Nur wenn ein Verlag professionell aufgestellt ist und umfangreiches Know-how einzubringen vermag, nur dann wird er die Bücher seiner Autoren in hohen Stückzahlen verkaufen können. Doch welche Dienstleistungen und welche Tätigkeiten sollte ein vorbildlich geführtes Verlagshaus abdecken?
Ein Verlag ist ein vielschichtiges Konstrukt. Mit spezialisierten Abteilungen, kleinteiligen Aktivitäten und eher nischigen Kompetenzen. Nur wenn all diese so unterschiedlichen Rädchen ineinander greifen, ist ein Medienhaus schlagkräftig und wird seinem Autor oder seiner Autorin eine Menge Spaß und Freude bereiten.
Nachstehend habe ich zunächst solche Dienstleitungen aufgeführt, die eigentlich selbstverständlich sein sollten. Dann aber auch solche, die nicht immer angeboten werden, die aber idealerweise vorhanden sein sollten. Weil diese Tätigkeiten einen Unterschied machen und für den Erfolg eines Buches die entscheidende Rolle spielen können. Hier aus der Insider-Sicht jene 15 Services, die ein Verlag im besten Fall seinen Autoren – selbstredend kostenlos – anbieten sollte:
- Engagiertes Lektorat. Ein guter Lektor oder eine gute Lektorin heben das Manuskript auf eine neue Ebene. Das Lektorat ist zuständig für Inhalt, Aufbau, Sprache und betreut das Projekt en toto. Bei der Zuteilung eines Lektors durch den Verlag kann man Glück oder Pech haben. Wie so oft im Leben.

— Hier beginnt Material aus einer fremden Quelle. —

//! In-memory `TelegramApi` for runtime tests.

use std::{collections::VecDeque, sync::Mutex, time::Duration};

use async_trait::async_trait;

use pollbot_core::{errors::Error, Result};
use pollbot_telegram::{
    requests::{
        AnswerCallbackQuery, AnswerInlineQuery, DeleteMessage, EditMessageReplyMarkup,
        EditMessageText, ForwardMessage, GetUpdates, SendAudio, SendChatAction, SendContact,
        SendDocument, SendLocation, SendMessage, SendPhoto, SendPoll, SendVideo, SendVoice,
    },
    types::{EditResult, File, Message, Update, User},
    TelegramApi,
};

#[derive(Default)]
pub struct FakeApi {
    calls: Mutex<Vec<&'static str>>,
    sent: Mutex<Vec<SendMessage>>,
    offsets: Mutex<Vec<i64>>,
    inline_answers: Mutex<Vec<AnswerInlineQuery>>,
    batches: Mutex<VecDeque<Result<Vec<Update>>>>,
    file: Mutex<File>,
    fail_sends: Mutex<bool>,
}

impl FakeApi {
    pub fn push_batch(&self, batch: Result<Vec<Update>>) {
        self.batches.lock().unwrap().push_back(batch);
    }

    pub fn fail_sends(&self) {
        *self.fail_sends.lock().unwrap() = true;
    }

    pub fn set_file(&self, file: File) {
        *self.file.lock().unwrap() = file;
    }

    pub fn calls(&self) -> Vec<&'static str> {
        self.calls.lock().unwrap().clone()
    }

    pub fn sent_messages(&self) -> Vec<SendMessage> {
        self.sent.lock().unwrap().clone()
    }

    pub fn requested_offsets(&self) -> Vec<i64> {
        self.offsets.lock().unwrap().clone()
    }

    pub fn inline_answers(&self) -> Vec<AnswerInlineQuery> {
        self.inline_answers.lock().unwrap().clone()
    }

    fn record(&self, name: &'static str) {
        self.calls.lock().unwrap().push(name);
    }
}

#[async_trait]
impl TelegramApi for FakeApi {
    async fn get_updates(&self, req: &GetUpdates) -> Result<Vec<Update>> {
        self.record("getUpdates");
        self.offsets.lock().unwrap().push(req.offset);
        let next = self.batches.lock().unwrap().pop_front();
        match next {
            Some(batch) => batch,
            None => {
                // Nothing queued: behave like a long poll that times out.
                tokio::time::sleep(Duration::from_millis(2)).await;
                Ok(Vec::new())
            }
        }
    }

    async fn get_me(&self) -> Result<User> {
        self.record("getMe");
        Ok(User::default())
    }

    async fn send_message(&self, req: &SendMessage) -> Result<Message> {
        self.record("sendMessage");
        self.sent.lock().unwrap().push(req.clone());
        if *self.fail_sends.lock().unwrap() {
            return Err(Error::Transport("connection reset".into()));
        }
        Ok(Message::default())
    }

    async fn edit_message_text(&self, _req: &EditMessageText) -> Result<EditResult> {
        self.record("editMessageText");
        Ok(EditResult::Done(true))
    }

    async fn edit_message_reply_markup(&self, _req: &EditMessageReplyMarkup) -> Result<EditResult> {
        self.record("editMessageReplyMarkup");
        Ok(EditResult::Done(true))
    }

    async fn delete_message(&self, _req: &DeleteMessage) -> Result<bool> {
        self.record("deleteMessage");
        Ok(true)
    }

    async fn answer_callback_query(&self, _req: &AnswerCallbackQuery) -> Result<bool> {
        self.record("answerCallbackQuery");
        Ok(true)
    }

    async fn send_chat_action(&self, _req: &SendChatAction) -> Result<bool> {
        self.record("sendChatAction");
        Ok(true)
    }

    async fn get_file(&self, _file_id: &str) -> Result<File> {
        self.record("getFile");
        Ok(self.file.lock().unwrap().clone())
    }

    async fn download_file(&self, file_path: &str) -> Result<Vec<u8>> {
        self.record("downloadFile");
        Ok(file_path.as_bytes().to_vec())
    }

    async fn send_photo(&self, _req: &SendPhoto) -> Result<Message> {
        self.record("sendPhoto");
        Ok(Message::default())
    }

    async fn send_document(&self, _req: &SendDocument) -> Result<Message> {
        self.record("sendDocument");
        Ok(Message::default())
    }

    async fn forward_message(&self, _req: &ForwardMessage) -> Result<Message> {
        self.record("forwardMessage");
        Ok(Message::default())
    }

    async fn answer_inline_query(&self, req: &AnswerInlineQuery) -> Result<bool> {
        self.record("answerInlineQuery");
        self.inline_answers.lock().unwrap().push(req.clone());
        Ok(true)
    }

    async fn send_location(&self, _req: &SendLocation) -> Result<Message> {
        self.record("sendLocation");
        Ok(Message::default())
    }

    async fn send_contact(&self, _req: &SendContact) -> Result<Message> {
        self.record("sendContact");
        Ok(Message::default())
    }

    async fn send_poll(&self, _req: &SendPoll) -> Result<Message> {
        self.record("sendPoll");
        Ok(Message::default())
    }

    async fn send_audio(&self, _req: &SendAudio) -> Result<Message> {
        self.record("sendAudio");
        Ok(Message::default())
    }

    async fn send_video(&self, _req: &SendVideo) -> Result<Message> {
        self.record("sendVideo");
        Ok(Message::default())
    }

    async fn send_voice(&self, _req: &SendVoice) -> Result<Message> {
        self.record("sendVoice");
        Ok(Message::default())
    }
}
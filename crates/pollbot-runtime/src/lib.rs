//! Long-polling runtime: the polling loop, the handler chain and the
//! authorization gate in front of it.

pub mod auth;
pub mod bot;
pub mod context;
pub mod dispatch;

#[cfg(test)]
mod fake;

pub use auth::{AllowAll, AllowedUsers, Authorization, Authorizer};
pub use bot::{Bot, BotOptions};
pub use context::{Context, Severity};
pub use dispatch::{DispatchChain, Flow, UpdateHandler};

- Gewissenhaftes Korrektorat. Der Korrektor ist zuständig für Orthographie und Grammatik. Manchmal auch für den Check von Zahlen und Namen. Sonst erledigt diese Überprüfung der Lektor. Sorgfalt und der Blick fürs Detail sind das Rüstzeug eines guten Korrektors.
- Ideenreiche Herstellung. Mehr als bloßes Drucken: Eine professionelle Herstellungs-Abteilung hat dafür zu sorgen, dass Bücher in Satzbild, Grafik und Druck einen eigenen Charakter erhalten. Ein Buch sollte Persönlichkeit ausstrahlen, darf kein 08/15-Produkt sein. Dies liegt in der Verantwortung der Herstellung. Hier gehen Technik und Kreativität Hand in Hand, beispielsweise bei Cover-Gestaltung, Ausstattung und Papierwahl.
- Digital Publishing. E-Books in allen Variationen, Apps, Belieferung fremder Plattformen, Pflege der Verlags-Page. Im Digitalen gibt es immer etwas zu schrauben.
- Gutes Marketing. Erfolgreiches Marketing und erfolgreiche Bücher sind Brüderpaare. Gut aufgestellt ist eine Abteilung mit Spezialisten für die verschiedenen Werbekanäle, von Online über Social Media bis Handelsmarketing. Daraus ergibt sich zur Bewertung eines Verlages eine interessante Frage: Wie viele Personen arbeiten im Marketing?
- Erfahrene Presseabteilung. Besprechungen in Zeitungen und Zeitschriften sind immer noch ein bewährter Weg, um Bücher bekannt zu machen. Von TV nicht zu reden. Auch Blogger werden immer wichtiger. Eine gute Presseabteilung kennt die Ansprechpartner in den Redaktionen, hat die Telefonnummern und besitzt die Kenntnis, was zu wem passt.
- Buchlesungen. Ein Geschenk des Himmels: Jene Person im Verlag, die Lesungen akquiriert und organisiert. Lesungen sind für einen Autor gleich zweifach erfreulich. Es gibt ein kleines Zusatzhonorar und sie dienen zugleich der Promotion des Buches.
- Außendienst. Besitzt der Verlag einen Außendienst für den Buchhandel? Verlagsvertreter arbeiten in der Regel mit Gebietsschutz. Also pro Verlag einer für Bayern, ein anderer für Hessen. Je mehr Vertreter und je kleiner die Gebiete, desto intensiver kann man reinverkaufen (beim Handel Vorbestellungen erfassen). Und ohne den Handel wird es sowieso schwer.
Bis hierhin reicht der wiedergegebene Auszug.